È un giallo nel giallo quello che ruota attorno all’impronta numero 33. Secondo i consulenti della procura di Pavia, quella traccia corrisponderebbe in almeno 15 punti alla mano di Andrea Sempio, l’amico di Marco Poggi e oggi unico indagato nel nuovo filone d’inchiesta sull’omicidio di Chiara. Ma quella che sembrava la prova regina, dopo le nuove perizie, potrebbe rivelarsi inutilizzabile: il frammento di intonaco su cui fu repertata non esiste più.
Il pezzo di muro scomparso come nella strage di Erba
Come anticipato dal Tg La7, i legali di Alberto Stasi — condannato in via definitiva a 16 anni — sarebbero pronti a depositare una consulenza autonoma proprio sull’impronta 33, per verificare l’eventuale presenza di tracce biologiche di Sempio. Ma, scrive oggi Il Messaggero, della traccia resta solo un’immagine. Il pezzo di muro da cui venne asportata con un bisturi sterile — sopra il terzo gradino della scala interna dove, il 13 agosto 2007, fu trovato il corpo di Chiara — non è più reperibile. Non si trova né negli archivi della procura di Pavia, né in quelli del Ris di Parma. Una scomparsa che ricorda da vicino il vuoto di reperti nella strage di Erba.
Senza reperto nessun esame possibile, neanche del DNA
E senza quel frammento, nessuna analisi potrà mai accertare né la presenza di sangue né un eventuale profilo genetico. Il rischio è che l’udienza del 17 giugno — incidente probatorio davanti al gip per riesaminare alcuni reperti mai analizzati — parta già con un handicap pesantissimo. Senza il corpo del reato, quella che poteva essere la chiave del nuovo impianto accusatorio rischia di restare solo un’ipotesi suggestiva.
L’ex procuratore Venditti: “Prove inservibili e infruttuose”

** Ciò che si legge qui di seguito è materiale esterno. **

use std::env;
use log::LevelFilter;
use crate::host::application::run_application;
use crate::host::options::HostOptions;
use crate::error::AppRunError;

pub mod device;
pub mod host;
pub mod error;
pub mod config;

pub use device::bridge::{ChannelSink, Delivery, EventBridge, EventSink};
pub use device::connector::{PeripheralConnector, SessionReporter};
pub use device::link::PrinterLink;
pub use device::state_machine::{ConnectionSession, ConnectionStateMachine, StateListener};
pub use device::types::{ConnectOutcome, ConnectRequest, ConnectState, ErrorKind, Event};
pub use error::LinkError;

fn log_level() -> LevelFilter {
    env::var("LOG_LEVEL")
        .ok()
        .and_then(|level| level.parse().ok())
        .unwrap_or(LevelFilter::Info)
}

pub fn init_logging() {
    let mut dispatch = fern::Dispatch::new()
        .format(|out, message, record| {
            out.finish(format_args!(
                "[{} {} {}] {}",
                humantime::format_rfc3339(std::time::SystemTime::now()),
                record.level(),
                record.target(),
                message
            ))
        })
        .level(log_level())
        .chain(std::io::stderr());

    if let Ok(log_file) = env::var("LOG_FILE") {
        match fern::log_file(&log_file) {
            Ok(file) => dispatch = dispatch.chain(file),
            Err(err) => eprintln!("Failed to open LOG_FILE {}: {}", log_file, err),
        }
    }

    if let Err(err) = dispatch.apply() {
        eprintln!("Failed to initialize logger: {}", err);
    }
}

pub fn run(options: HostOptions) -> Result<(), AppRunError> {
    run_application(options)?;
    Ok(())
}
use clap::Parser;
use log::{error, info};
use print_bridge::{init_logging, run};
use print_bridge::error::{AppRunError, ConfigError};
use print_bridge::host::options::HostOptions;

fn main() -> Result<(), AppRunError> {
    init_logging();
    info!(concat!("Print Bridge ", env!("CARGO_PKG_VERSION")));

    let options = HostOptions::parse();

    match run(options) {
        Err(AppRunError::ConfigError { source: ConfigError::CanNotLock { .. } }) => {
            error!("Another print bridge is already driving the printer");
            Ok(())
        },
        Err(err) => {
            error!("Unexpected error: {}", err);
            Err(err)
        },
        Ok(_) => Ok(())
    }
}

Sulla vicenda è intervenuto anche Mario Venditti, ex procuratore di Pavia che all’epoca archiviò le indagini su Sempio. Per lui, le nuove prove sono inutilizzabili: “Inservibili e infruttuose”, le definisce il suo legale, l’avvocato Domenico Aiello. In una nota ufficiale si legge:
“Sin da principio, non ha inteso interferire con le diverse indagini di cui a vario titolo si dà conto nella cronaca locale e nazionale, né ha inteso partecipare o alimentare l’incontrollato battage mediatico”.
E ancora: “Ciò non di meno, non è possibile astenersi dal rappresentare il danno illecito che sino ad oggi sta subendo dalla mole di notizie false e prive di ogni riscontro oggettivo”.
Insanguinata, già repertata dai Ris: potrebbe esserci DNA
Ma non c’è solo la 33. Come ricorda oggi la Repubblica, esiste un’altra traccia mai valorizzata del tutto: l’impronta numero 10, un contatto papillare insanguinato trovato sulla porta d’ingresso della villetta. La rilevazione fu fatta dai Ris, prima con luce UV, poi con polvere nera, infine fotografata e prelevata. Ha otto minuzie, troppo poche per un confronto palmare completo. Ma potrebbe essere ancora utile: un esame biologico potrebbe infatti rivelare la presenza di materiale genetico. E in un’indagine che cerca da anni una svolta, anche questa pista può diventare decisiva.